With temps at 53 F in West Central Wisconsin, the crystal clear cool skies allowed me to see a bright green halo glowing off to my north starting at 10:15cst PM. Then a mild dance started to occur so I grabbed my gear and out to the country I went. I shot until 2am and again at 4am a slight glow appeared. Auroras in the Summer! Christmas came 6 months early this year.

Photo details: Canon 30D, 50mm, f1.8 lens and SIGMA 17-75 f2.8 lens, ISO 1000, 28 seconds.

Chantal Steyn,
Sanae IV base, Vesleskarvet, Dronning Maudland, Antarctica. 71 deg 40' S 2 deg 50' W
Jul. 15, 2007
#1, #2, #3, #4, more

"We waited almost a month for some auroral activity, and finally!" says Chantal Steyn, a member of the South African National Antarctic Expedition "wintering over" in Dronning Maudland (Queen Maud Land) at a nunatak named Vesleskarvet. "The temperature was -38o Celsius when I took these pictures."
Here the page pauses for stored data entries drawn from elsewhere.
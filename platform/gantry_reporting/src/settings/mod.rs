//! Reporting settings loaded from a TOML file.
//!
//! ```toml
//! [project]
//! name = "app"
//! version = "1.2"
//! build-dir = "build"
//!
//! [reporting]
//! base-dir = "out/reports"
//!
//! [[reporting.reports]]
//! name = "problems"
//! display-name = "Problems report"
//! output-type = "file"
//! output-location = "problems/problems-report.json"
//! required = true
//! ```
//!
//! Every key is optional. Relative paths are resolved against the project
//! directory.

use std::fs;
use std::path::{Path, PathBuf};

use serde::Deserialize;

use crate::{
    OutputType, ProjectLayout, ReportingError, ReportingExtension, ReportingResult, SimpleReport,
};

/// Project name used when neither the settings nor the project directory
/// provide one.
const FALLBACK_PROJECT_NAME: &str = "project";

#[derive(Debug, Clone, Default, PartialEq, Eq, Deserialize)]
#[serde(rename_all = "kebab-case", deny_unknown_fields)]
pub struct ReportingSettings {
    #[serde(default)]
    pub project: ProjectSettings,
    #[serde(default)]
    pub reporting: ReportingSection,
}

#[derive(Debug, Clone, Default, PartialEq, Eq, Deserialize)]
#[serde(rename_all = "kebab-case", deny_unknown_fields)]
pub struct ProjectSettings {
    pub name: Option<String>,
    pub version: Option<String>,
    pub build_dir: Option<PathBuf>,
}

#[derive(Debug, Clone, Default, PartialEq, Eq, Deserialize)]
#[serde(rename_all = "kebab-case", deny_unknown_fields)]
pub struct ReportingSection {
    pub base_dir: Option<PathBuf>,
    #[serde(default)]
    pub reports: Vec<ReportSettings>,
}

#[derive(Debug, Clone, PartialEq, Eq, Deserialize)]
#[serde(rename_all = "kebab-case", deny_unknown_fields)]
pub struct ReportSettings {
    pub name: String,
    pub display_name: Option<String>,
    pub output_type: OutputType,
    pub output_location: Option<PathBuf>,
    #[serde(default)]
    pub required: bool,
}

impl ReportingSettings {
    /// Read and parse a settings file.
    pub fn load(path: &Path) -> ReportingResult<Self> {
        let text = fs::read_to_string(path).map_err(|source| ReportingError::ReadSettings {
            path: path.to_path_buf(),
            source,
        })?;
        let settings = Self::from_toml_str(&text, path)?;
        tracing::debug!(path = %path.display(), "loaded reporting settings");
        Ok(settings)
    }

    /// Parse settings text. `origin` is only used in error messages.
    pub fn from_toml_str(text: &str, origin: &Path) -> ReportingResult<Self> {
        toml::from_str(text).map_err(|source| ReportingError::ParseSettings {
            path: origin.to_path_buf(),
            source,
        })
    }

    /// Build the reporting extension for the project at `project_dir`.
    ///
    /// The project name defaults to the directory's name. Fails if two
    /// reports share a name.
    pub fn into_extension(self, project_dir: &Path) -> ReportingResult<ReportingExtension> {
        let name = self
            .project
            .name
            .or_else(|| {
                project_dir
                    .file_name()
                    .map(|name| name.to_string_lossy().into_owned())
            })
            .unwrap_or_else(|| FALLBACK_PROJECT_NAME.to_string());

        let mut layout = ProjectLayout::new(project_dir, name);
        if let Some(build_dir) = &self.project.build_dir {
            layout.set_build_dir(build_dir);
        }
        if let Some(version) = self.project.version {
            layout = layout.with_version(version);
        }

        let mut extension = ReportingExtension::new(layout);
        if let Some(base_dir) = &self.reporting.base_dir {
            extension.set_base_directory(base_dir);
        }

        for report in self.reporting.reports {
            let display_name = report
                .display_name
                .unwrap_or_else(|| report.name.clone());
            let registered = extension.reports_mut().register(SimpleReport::new(
                report.name,
                display_name,
                report.output_type,
            ))?;
            registered.set_required(report.required);
            if let Some(location) = report.output_location {
                registered.set_output_location(location);
            }
        }

        Ok(extension)
    }
}
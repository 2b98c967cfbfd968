//! Problem definitions: what kind of problem, how severe, where documented.

use std::fmt;
use std::sync::Arc;

use crate::ProblemGroup;

/// Severity level for problems.
#[derive(Copy, Clone, Eq, PartialEq, Ord, PartialOrd, Hash, Debug)]
pub enum Severity {
    /// A suggestion; the build is unaffected.
    Advice,
    Warning,
    Error,
}

impl Severity {
    /// All severities, least severe first.
    pub const ALL: [Severity; 3] = [Severity::Advice, Severity::Warning, Severity::Error];

    /// Symbolic name, as used by external consumers (`"WARNING"`).
    pub fn name(self) -> &'static str {
        match self {
            Severity::Advice => "ADVICE",
            Severity::Warning => "WARNING",
            Severity::Error => "ERROR",
        }
    }

    /// Parse a symbolic name produced by [`Severity::name`].
    pub fn from_name(name: &str) -> Option<Self> {
        Self::ALL.into_iter().find(|severity| severity.name() == name)
    }

    /// Check if this severity fails the build.
    pub fn is_error(self) -> bool {
        matches!(self, Severity::Error)
    }
}

impl fmt::Display for Severity {
    fn fmt(&self, f: &mut fmt::Formatter<'_>) -> fmt::Result {
        match self {
            Severity::Advice => write!(f, "advice"),
            Severity::Warning => write!(f, "warning"),
            Severity::Error => write!(f, "error"),
        }
    }
}

/// A link to documentation about a problem.
///
/// Both parts are optional: a link may carry only a URL, only a message
/// telling the user where to look, or both.
#[derive(Clone, Eq, PartialEq, Hash, Debug, Default)]
pub struct DocLink {
    url: Option<String>,
    consult_documentation_message: Option<String>,
}

impl DocLink {
    /// Create a link pointing at `url`.
    pub fn new(url: impl Into<String>) -> Self {
        DocLink {
            url: Some(url.into()),
            consult_documentation_message: None,
        }
    }

    /// Create a link that only carries a "consult the documentation" message.
    pub fn message(message: impl Into<String>) -> Self {
        DocLink {
            url: None,
            consult_documentation_message: Some(message.into()),
        }
    }

    /// Attach a consult message to this link.
    #[must_use]
    pub fn with_consult_message(mut self, message: impl Into<String>) -> Self {
        self.consult_documentation_message = Some(message.into());
        self
    }

    pub fn url(&self) -> Option<&str> {
        self.url.as_deref()
    }

    pub fn consult_documentation_message(&self) -> Option<&str> {
        self.consult_documentation_message.as_deref()
    }
}

/// Identifies a kind of problem.
///
/// The `id` is the most specific [`ProblemGroup`] the problem belongs to;
/// its parent chain places it in the taxonomy.
#[derive(Clone, Eq, PartialEq, Hash, Debug)]
pub struct ProblemDefinition {
    id: Arc<ProblemGroup>,
    severity: Severity,
    documentation_link: Option<DocLink>,
}

impl ProblemDefinition {
    /// Create a definition without documentation.
    pub fn new(id: Arc<ProblemGroup>, severity: Severity) -> Self {
        ProblemDefinition {
            id,
            severity,
            documentation_link: None,
        }
    }

    /// Attach a documentation link.
    #[must_use]
    pub fn with_documentation(mut self, link: DocLink) -> Self {
        self.documentation_link = Some(link);
        self
    }

    /// The leaf group identifying this kind of problem.
    pub fn id(&self) -> &ProblemGroup {
        &self.id
    }

    pub fn severity(&self) -> Severity {
        self.severity
    }

    pub fn documentation_link(&self) -> Option<&DocLink> {
        self.documentation_link.as_ref()
    }
}
use super::*;
use crate::project;
use gantry_problems::{taxonomy, DocLink, Problem, ProblemDefinition, ProblemLocation};
use std::fmt;

#[derive(Debug)]
struct Unreachable;

impl fmt::Display for Unreachable {
    fn fmt(&self, f: &mut fmt::Formatter<'_>) -> fmt::Result {
        write!(f, "repository unreachable")
    }
}

impl std::error::Error for Unreachable {}

fn sample_problem() -> Problem {
    Problem::new(
        ProblemDefinition::new(taxonomy::deprecation(), Severity::Warning).with_documentation(
            DocLink::new("https://docs.example.org/jcenter")
                .with_consult_message("consult the upgrade guide"),
        ),
    )
    .with_contextual_label("`jcenter()` is deprecated")
    .with_details("JCenter is read-only.")
    .with_location(ProblemLocation::line_column_in_file("build.gantry", 4, 5, None))
    .with_location(ProblemLocation::task_path(":app:dependencies"))
    .with_solution("use mavenCentral() instead")
}

fn render(problem: &Problem, mode: ColorMode) -> String {
    let mut output = Vec::new();
    let mut emitter = TerminalEmitter::with_color_mode(&mut output, mode, false);
    emitter.emit(&project(problem));
    emitter.flush();
    String::from_utf8(output).unwrap()
}

#[test]
fn test_terminal_emitter_no_color() {
    let text = render(&sample_problem(), ColorMode::Never);

    assert!(text.starts_with("warning[deprecation]: `jcenter()` is deprecated\n"));
    assert!(text.contains("  --> build.gantry:4:5\n"));
    assert!(text.contains("  ::: task ':app:dependencies'\n"));
    assert!(text.contains("  = details: JCenter is read-only.\n"));
    assert!(text.contains("  = help: use mavenCentral() instead\n"));
    assert!(text.contains(
        "  = docs: consult the upgrade guide (https://docs.example.org/jcenter)\n"
    ));
    assert!(!text.contains("\x1b["));
}

#[test]
fn test_terminal_emitter_with_color() {
    let text = render(&sample_problem(), ColorMode::Always);

    assert!(text.contains("\x1b["));
    assert!(text.contains("deprecation"));
}

#[test]
fn test_nested_group_path_and_fallback_headline() {
    let problem = Problem::new(ProblemDefinition::new(
        taxonomy::compilation_java(),
        Severity::Error,
    ));
    let text = render(&problem, ColorMode::Never);

    assert!(text.starts_with("error[compilation:java]: Java compilation\n"));
}

#[test]
fn test_failure_chain() {
    let problem = sample_problem().with_failure(Unreachable);
    let text = render(&problem, ColorMode::Never);

    assert!(text.contains("  = caused by: repository unreachable\n"));
}

#[test]
fn test_emit_all() {
    let first = sample_problem();
    let second = Problem::new(ProblemDefinition::new(taxonomy::generic(), Severity::Advice))
        .with_contextual_label("consider enabling the configuration cache");

    let mut output = Vec::new();
    let mut emitter = TerminalEmitter::with_color_mode(&mut output, ColorMode::Never, false);
    emitter.emit_all(&[project(&first), project(&second)]);
    emitter.flush();

    let text = String::from_utf8(output).unwrap();
    assert!(text.contains("`jcenter()` is deprecated"));
    assert!(text.contains("advice[generic]: consider enabling the configuration cache"));
}

fn summary(counts: SeverityCounts) -> String {
    let mut output = Vec::new();
    let mut emitter = TerminalEmitter::with_color_mode(&mut output, ColorMode::Never, false);
    emitter.emit_summary(&counts);
    emitter.flush();
    String::from_utf8(output).unwrap()
}

#[test]
fn test_emit_summary_errors() {
    let text = summary(SeverityCounts {
        errors: 2,
        warnings: 1,
        advice: 0,
    });
    assert_eq!(text, "error: 2 errors, 1 warning reported\n");
}

#[test]
fn test_emit_summary_warnings_only() {
    let text = summary(SeverityCounts {
        errors: 0,
        warnings: 3,
        advice: 1,
    });
    assert_eq!(text, "warning: 3 warnings, 1 advice reported\n");
}

#[test]
fn test_emit_summary_empty() {
    assert_eq!(summary(SeverityCounts::default()), "");
}

// --- ColorMode Tests ---

#[test]
fn test_color_mode_auto_follows_tty() {
    assert!(ColorMode::Auto.should_use_colors(true));
    assert!(!ColorMode::Auto.should_use_colors(false));
}

#[test]
fn test_color_mode_always_and_never_ignore_tty() {
    assert!(ColorMode::Always.should_use_colors(false));
    assert!(!ColorMode::Never.should_use_colors(true));
}

#[test]
fn test_color_mode_default_is_auto() {
    assert_eq!(ColorMode::default(), ColorMode::Auto);
}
Photo details: Sony DSC-P93 digital camera, 400 ISO, 30s exposure

Tony Wilder,
Chippewa Falls, Wisconsin USA
Jul. 14, 2007
#1, #2, #3, #4,

55o F and mostly clear over Lake Wissota in Chippewa Falls, WI Saturday night and a mild geomagnetic storm was glowing until at least 1am CST and then clouds blocked my view. Wisconsin at it's best. What a treat to see the Northern lights again.
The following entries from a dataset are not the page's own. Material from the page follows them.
//! The projected problem.

use gantry_problems::Problem;
use serde::Serialize;

use crate::{FailureView, LocationView, ProblemDefinitionView};

/// External, read-only view of one [`Problem`].
///
/// Borrows from the problem it was projected from and cannot outlive it.
/// Absent optional parts of the problem stay absent here (and are omitted
/// when serialized).
#[derive(Clone, Debug, PartialEq, Eq, Serialize)]
#[serde(rename_all = "camelCase")]
pub struct ProblemProgressDetails<'p> {
    pub problem_definition: ProblemDefinitionView<'p>,
    #[serde(skip_serializing_if = "Option::is_none")]
    pub contextual_label: Option<&'p str>,
    /// In the order they were added, duplicates included.
    pub solutions: &'p [String],
    #[serde(skip_serializing_if = "Option::is_none")]
    pub details: Option<&'p str>,
    pub locations: Vec<LocationView<'p>>,
    #[serde(skip_serializing_if = "Option::is_none")]
    pub failure: Option<FailureView<'p>>,
}

/// Project `problem` into its external view.
///
/// Pure: reads the problem, allocates the view, and has no other effect.
/// Projecting the same problem twice gives equal views.
pub fn project(problem: &Problem) -> ProblemProgressDetails<'_> {
    ProblemProgressDetails {
        problem_definition: ProblemDefinitionView::new(problem.definition()),
        contextual_label: problem.contextual_label(),
        solutions: problem.solutions(),
        details: problem.details(),
        locations: problem.locations().iter().map(LocationView::new).collect(),
        failure: problem.exception().map(FailureView::new),
    }
}

impl<'p> From<&'p Problem> for ProblemProgressDetails<'p> {
    fn from(problem: &'p Problem) -> Self {
        project(problem)
    }
}

impl ProblemProgressDetails<'_> {
    /// A one-line summary: the contextual label if present, otherwise the
    /// display name of the problem's own group.
    pub fn headline(&self) -> &str {
        self.contextual_label
            .or_else(|| {
                self.problem_definition
                    .most_specific_group()
                    .map(|group| group.display_name)
            })
            .unwrap_or_default()
    }
}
Photo details: Canon 30D, 28 seconds, ISO 1600, f2.8

Doc Searls,
35,000 feet above northern Minnesota
Jul. 11, 2007
#1, #2, #3, #4, map, more

I was taking the redeye from San Francisco to London when I looked out the window, and got the treat that I seek every day in SpaceWeather, but tend to miss because I live in Santa Barbara. The aurora looked at first like clouds, and seemed to be only yards away. Then I saw that indeed they were The Real Deal. So I got out my Canon 30D with its cheap but excellent f1.8 50mm lens, and shot away. ISOs range from 800 to 3600 (the Canon sensor does very nicely in low light), with most at 800 or 1600. Exposures ranged from one to 3.5 seconds, mostly at aperatures from f3.5 down to f1.8. Longer exposures worked better for colors, though of course risked more blurred motion with stars. Holding still and blocking out light wasn't easy. I made liberal use of the dark blanket provided by United Airlines. The plane, for what it's worth, was a Boeing 777, and my seat was 14a, near the front of the wing. More to the story may be found here.

Stephane Levesque,
Ste Luce, Quebec, Canada
Jul. 11, 2007

I saw the aurora alert on your site, then I saw a beautiful display in my sky.

Photo details: Pentax Istdl2, 16mm, 1600 asa, 20s

Andrew Eaton,
Taken in Revelstoke, BC Canada
Jul. 11, 2007
#1, #2

I checked spaceweather.com too late and I missed most of the show but caught this last bit of the display.

Stephane Levesque,
Ste Luce, Quebec, Canada
Jul. 4, 2007

The moon illuminated the sky, but l could still see a little aurora borealis this morning.